**WHAT IS EXPECTED**
Copy out the lines of the records below, and only those lines, from the one with "prioritize_goals(goals).into_iter().next()" through the one with "use proptest::prelude::*;", exactly as they appear.

○ ○ ○ ○

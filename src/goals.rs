use crate::models::{Goal, RankedGoal};

pub const INACTIVE_SCORE: f64 = -100.0;

const STREAK_AT_RISK_BASE: f64 = 30.0;
const COMPLETION_GAP_WEIGHT: f64 = 50.0;

pub fn score_goal(goal: &Goal) -> f64 {
    if !goal.is_active {
        return INACTIVE_SCORE;
    }

    let mut score = 0.0;
    if goal.current_streak > 0 && goal.today_progress < goal.target_value {
        score += STREAK_AT_RISK_BASE + f64::from(goal.current_streak);
    }
    score += (1.0 - completion_ratio(goal)) * COMPLETION_GAP_WEIGHT;
    score
}

/// Share of today's target already reached. A zero or malformed target counts as met.
pub fn completion_ratio(goal: &Goal) -> f64 {
    if goal.target_value.is_nan() || goal.target_value <= 0.0 {
        return 1.0;
    }
    let ratio = goal.today_progress / goal.target_value;
    if ratio.is_finite() {
        ratio
    } else {
        1.0
    }
}

pub fn is_met_today(goal: &Goal) -> bool {
    goal.today_progress >= goal.target_value
}

/// Active goals ordered by descending score; ties keep input order.
pub fn prioritize_goals(goals: &[Goal]) -> Vec<RankedGoal<'_>> {
    let mut ranked: Vec<RankedGoal<'_>> = goals
        .iter()
        .filter(|goal| goal.is_active)
        .map(|goal| RankedGoal {
            goal,
            score: score_goal(goal),
        })
        .collect();

    ranked.sort_by(|a, b| b.score.partial_cmp(&a.score).unwrap_or(std::cmp::Ordering::Equal));
    for entry in &ranked {
        log::debug!("goal {} scored {:.2}", entry.goal.id, entry.score);
    }
    ranked
}

pub fn top_goal(goals: &[Goal]) -> Option<RankedGoal<'_>> {
    prioritize_goals(goals).into_iter().next()
}

/// Candidates offered by the manual "change focus" picker.
pub fn goal_picker(goals: &[Goal], limit: usize) -> Vec<RankedGoal<'_>> {
    let mut ranked = prioritize_goals(goals);
    ranked.truncate(limit);
    ranked
}

#[cfg(test)]
mod tests {
    use super::*;
    use proptest::prelude::*;

    fn goal(id: &str, active: bool, streak: u32, progress: f64, target: f64) -> Goal {
        Goal {
            id: id.to_string(),
            title: format!("Goal {id}"),
            is_active: active,
            current_streak: streak,
            today_progress: progress,
            target_value: target,
        }
    }

    #[test]
    fn inactive_goal_gets_sentinel() {
        assert_eq!(score_goal(&goal("a", false, 10, 0.0, 5.0)), INACTIVE_SCORE);
    }

    #[test]
    fn streak_at_risk_adds_bonus() {
        let score = score_goal(&goal("a", true, 3, 1.0, 2.0));
        let expected = 30.0 + 3.0 + 0.5 * 50.0;
        assert!((score - expected).abs() < 0.001);
    }

    #[test]
    fn met_goal_with_streak_scores_zero() {
        assert_eq!(score_goal(&goal("a", true, 7, 2.0, 2.0)), 0.0);
    }

    #[test]
    fn zero_target_counts_as_met() {
        let g = goal("a", true, 0, 4.0, 0.0);
        assert_eq!(completion_ratio(&g), 1.0);
        assert_eq!(score_goal(&g), 0.0);
    }

    #[test]
    fn nan_target_does_not_poison_score() {
        let g = goal("a", true, 0, 1.0, f64::NAN);
        assert!(score_goal(&g).is_finite());
    }

    #[test]
    fn prioritize_drops_inactive_and_sorts_descending() {
        let goals = vec![
            goal("met", true, 0, 3.0, 3.0),
            goal("off", false, 20, 0.0, 3.0),
            goal("streak", true, 5, 0.0, 3.0),
            goal("half", true, 0, 1.5, 3.0),
        ];
        let ids: Vec<&str> = prioritize_goals(&goals)
            .iter()
            .map(|r| r.goal.id.as_str())
            .collect();
        assert_eq!(ids, vec!["streak", "half", "met"]);
    }

    #[test]
    fn ties_keep_source_order() {
        let goals = vec![goal("first", true, 0, 1.0, 2.0), goal("second", true, 0, 1.0, 2.0)];
        assert_eq!(top_goal(&goals).map(|r| r.goal.id.as_str()), Some("first"));
    }

    #[test]
    fn picker_truncates_to_limit() {
        let goals: Vec<Goal> = (0..6).map(|i| goal(&i.to_string(), true, i, 0.0, 1.0)).collect();
        let picker = goal_picker(&goals, 4);
        assert_eq!(picker.len(), 4);
        assert_eq!(picker[0].goal.id, "5");
    }

    #[test]
    fn scoring_is_repeatable() {
        let g = goal("a", true, 2, 0.3, 1.0);
        assert_eq!(score_goal(&g), score_goal(&g));
    }

    fn arb_goal() -> impl Strategy<Value = Goal> {
        (any::<bool>(), 0u32..200, 0.0f64..10.0, 0.0f64..10.0).prop_map(
            |(active, streak, progress, target)| Goal {
                id: "g".to_string(),
                title: "g".to_string(),
                is_active: active,
                current_streak: streak,
                today_progress: progress,
                target_value: target,
            },
        )
    }

    proptest! {
        #[test]
        fn top_goal_is_never_inactive(goals in prop::collection::vec(arb_goal(), 0..20)) {
            if let Some(top) = top_goal(&goals) {
                prop_assert!(top.goal.is_active);
            }
        }

        #[test]
        fn longer_streak_at_risk_scores_higher(streak in 1u32..500, progress in 0.0f64..5.0) {
            let shorter = goal("a", true, streak, progress, 10.0);
            let longer = goal("a", true, streak + 1, progress, 10.0);
            prop_assert!(score_goal(&longer) > score_goal(&shorter));
        }
    }
}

○ ○ ○ ○

**EXERCISE SOLUTION**
    prioritize_goals(goals).into_iter().next()
}

/// Candidates offered by the manual "change focus" picker.
pub fn goal_picker(goals: &[Goal], limit: usize) -> Vec<RankedGoal<'_>> {
    let mut ranked = prioritize_goals(goals);
    ranked.truncate(limit);
    ranked
}

#[cfg(test)]
mod tests {
    use super::*;
    use proptest::prelude::*;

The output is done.